This is one of the highlights of my entire Bridgewater career. Being a research student and being in the sciences gives you so much opportunity.
Guided by what she could see in the eyepieces of a microscope, Alexis Anzalone, ’22, deftly maneuvered a small, needle-like tool to inject messenger RNA into a fish embryo. The delicate procedure was a crucial step in research the biology major and her Bridgewater State University peers recently conducted at a world-renowned scientific organization.
“This has been such an exciting experience,” Alexis said of spending spring break with 11 classmates at the Marine Biological Laboratory in Woods Hole. “I never pictured myself at a research institution like this.”
The combination class/internship challenges students to investigate the effectiveness of systems of tagging proteins. Tagging is important because it allows scientists to track where proteins go in cells and understand their functions.
This is the kind of high-level science that is done regularly at the Marine Biological Laboratory (MBL), which was founded in 1888 and is today a private nonprofit institution that primarily explores issues around biodiversity and the environment. BSU has a longstanding partnership with this prestigious research institution.
At BSU, students formed DNA constructs that were transcribed into messenger RNA containing instructions for building proteins with different tagging systems. At the MBL, they injected the messenger RNA into fish embryos and monitored the ensuing proteins.
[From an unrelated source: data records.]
impl QsrResponse {
    /// Decode an unframed response packet.
    pub fn decode(packet: &[u8]) -> Result<Self> {
        if packet.first() == Some(&DIAG_BAD_CMD_F) {
            return Ok(QsrResponse::BadCommand);
        }
        let header = SubsysV2Header::decode(packet).ok_or_else(|| short("transfer", packet.len()))?;
        let mut rest = &packet[SUBSYS_V2_HEADER_SIZE..];
        if rest.len() < 4 {
            return Err(short("transfer", packet.len()));
        }
        let version = rest.get_u16_le();
        let opcode = rest.get_u16_le();
        if version != QSR_VERSION {
            return Err(DiagError::Protocol(format!(
                "unsupported transfer version {}",
                version
            )));
        }
        let opcode = Opcode::from_u16(opcode)
            .ok_or_else(|| DiagError::Protocol(format!("unknown transfer opcode {}", opcode)))?;

        match opcode {
            Opcode::List => {
                if rest.len() < 2 {
                    return Err(short("list", packet.len()));
                }
                let status = rest.get_u8();
                let count = rest.get_u8() as usize;
                if rest.len() < count * (GUID_LEN + 4) {
                    return Err(short("list", packet.len()));
                }
                let files = (0..count)
                    .map(|_| {
                        let mut guid = [0u8; GUID_LEN];
                        rest.copy_to_slice(&mut guid);
                        FileInfo {
                            guid: Guid(guid),
                            file_len: rest.get_u32_le(),
                        }
                    })
                    .collect();
                Ok(QsrResponse::List { status, files })
            }
            Opcode::Open => {
                if rest.len() < GUID_LEN + 3 {
                    return Err(short("open", packet.len()));
                }
                let mut guid = [0u8; GUID_LEN];
                rest.copy_to_slice(&mut guid);
                Ok(QsrResponse::Open {
                    guid: Guid(guid),
                    fd: rest.get_u16_le(),
                    status: rest.get_u8(),
                })
            }
            Opcode::Read => {
                if rest.len() < 11 {
                    return Err(short("read", packet.len()));
                }
                let fd = rest.get_u16_le();
                let offset = rest.get_u32_le();
                let num_read = rest.get_u32_le();
                let status = rest.get_u8();
                let take = (num_read as usize).min(rest.len());
                Ok(QsrResponse::Read {
                    header,
                    fd,
                    offset,
                    num_read,
                    status,
                    data: rest[..take].to_vec(),
                })
            }
            Opcode::Close => {
                if rest.len() < 3 {
                    return Err(short("close", packet.len()));
                }
                Ok(QsrResponse::Close {
                    fd: rest.get_u16_le(),
                    status: rest.get_u8(),
                })
            }
        }
    }

    #[inline]
    pub fn opcode(&self) -> Option<Opcode> {
        match self {
            QsrResponse::BadCommand => None,
            QsrResponse::List { .. } => Some(Opcode::List),
            QsrResponse::Open { .. } => Some(Opcode::Open),
            QsrResponse::Read { .. } => Some(Opcode::Read),
            QsrResponse::Close { .. } => Some(Opcode::Close),
        }
    }
}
They will present their work on campus later this semester.
The experience turns theoretical concepts discussed in classes into tangible experiments, said Dr. Ken Adams, an associate professor who taught the course with biological sciences colleague Meri Krevosky.
"They’re learning how new science actually happens,” Dr. Krevosky said. “It’s not always straightforward. There’s a lot of troubleshooting.”
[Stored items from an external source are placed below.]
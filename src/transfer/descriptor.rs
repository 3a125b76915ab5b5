//! In-memory image of one database file being transferred.

use std::path::{Path, PathBuf};

use crate::error::{DiagError, Result};
use crate::protocol::qsr::{FileInfo, Guid};

/// Extension of transferred database files.
pub const DB_FILE_EXTENSION: &str = "qdb";

/// A database file: its buffer and which blocks have arrived.
///
/// A read response at `offset` completes block `ceil(offset / block_size)`.
#[derive(Debug, Clone)]
pub struct DbFile {
    guid: Guid,
    file_len: u32,
    block_size: usize,
    buf: Vec<u8>,
    blocks: Vec<bool>,
}

impl DbFile {
    /// Fails with [`DiagError::HugePacket`] when the advertised length
    /// exceeds `max_len`; nothing is allocated in that case.
    pub fn new(info: FileInfo, block_size: usize, max_len: usize) -> Result<Self> {
        let block_size = block_size.max(1);
        let len = info.file_len as usize;
        if len > max_len {
            return Err(DiagError::HugePacket {
                size: len,
                max: max_len,
            });
        }
        Ok(Self {
            guid: info.guid,
            file_len: info.file_len,
            block_size,
            buf: vec![0; len],
            blocks: vec![false; len.div_ceil(block_size)],
        })
    }

    #[inline]
    pub fn guid(&self) -> Guid {
        self.guid
    }

    #[inline]
    pub fn file_len(&self) -> u32 {
        self.file_len
    }

    #[inline]
    pub fn num_blocks(&self) -> usize {
        self.blocks.len()
    }

    #[inline]
    pub fn block_size(&self) -> usize {
        self.block_size
    }

    /// Record the data of a read response. Returns the block it completed,
    /// or `None` if the offset names no block of this file.
    pub fn mark(&mut self, offset: u32, data: &[u8]) -> Option<usize> {
        let offset = offset as usize;
        let block = offset.div_ceil(self.block_size);
        if block >= self.blocks.len() {
            tracing::warn!(
                "Read response at offset {} outside {} byte file {}",
                offset,
                self.file_len,
                self.guid
            );
            return None;
        }
        self.blocks[block] = true;
        if offset < self.buf.len() {
            let take = data.len().min(self.buf.len() - offset);
            self.buf[offset..offset + take].copy_from_slice(&data[..take]);
        }
        Some(block)
    }

    /// Blocks not yet received, in order.
    pub fn missing_blocks(&self) -> Vec<usize> {
        self.blocks
            .iter()
            .enumerate()
            .filter(|(_, done)| !**done)
            .map(|(i, _)| i)
            .collect()
    }

    #[inline]
    pub fn is_complete(&self) -> bool {
        self.blocks.iter().all(|done| *done)
    }

    /// Offset of `block`.
    #[inline]
    pub fn block_offset(&self, block: usize) -> u32 {
        (block * self.block_size) as u32
    }

    pub fn data(&self) -> &[u8] {
        &self.buf
    }

    /// `<dir>/<guid>.qdb`
    pub fn path_in(&self, dir: &Path) -> PathBuf {
        dir.join(format!("{}.{}", self.guid, DB_FILE_EXTENSION))
    }
}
MBL scientists love working on their research with eager students, said Dr. Linda Hyman, the MBL's director of education.
"They’re getting in there and doing real science,” she said. “Our faculty don’t know the answer to the questions (students research). We’re asking the same questions.”
The initiative is also supported by Promega Corporation, a biotechnology and molecular biology company, and the Blue Economy Internship Program, a state effort to build students’ life science and technology skills.
Students lived on the MBL’s Woods Hole campus, sleeping in dorms a short walk from the laboratory. They formed connections in ways impossible in a traditional course.
“In a lab setting, that camaraderie is really important,” said Richard Durant, ’24, a chemistry major with a biochemistry concentration from Bridgewater. “You can ask 11 other people and they will try their best to help each other out.”
Richard, who transferred to BSU after struggling at his first college, said Bridgewater offered a fresh start leading to unique experiences such as this course.
“This is one of the highlights of my entire Bridgewater career,” said Jannah Addn Elshaar, ’23, of Easton, a chemistry major with a biochemistry concentration and minors in biology and psychology. “Being a research student and being in the sciences gives you so much opportunity.”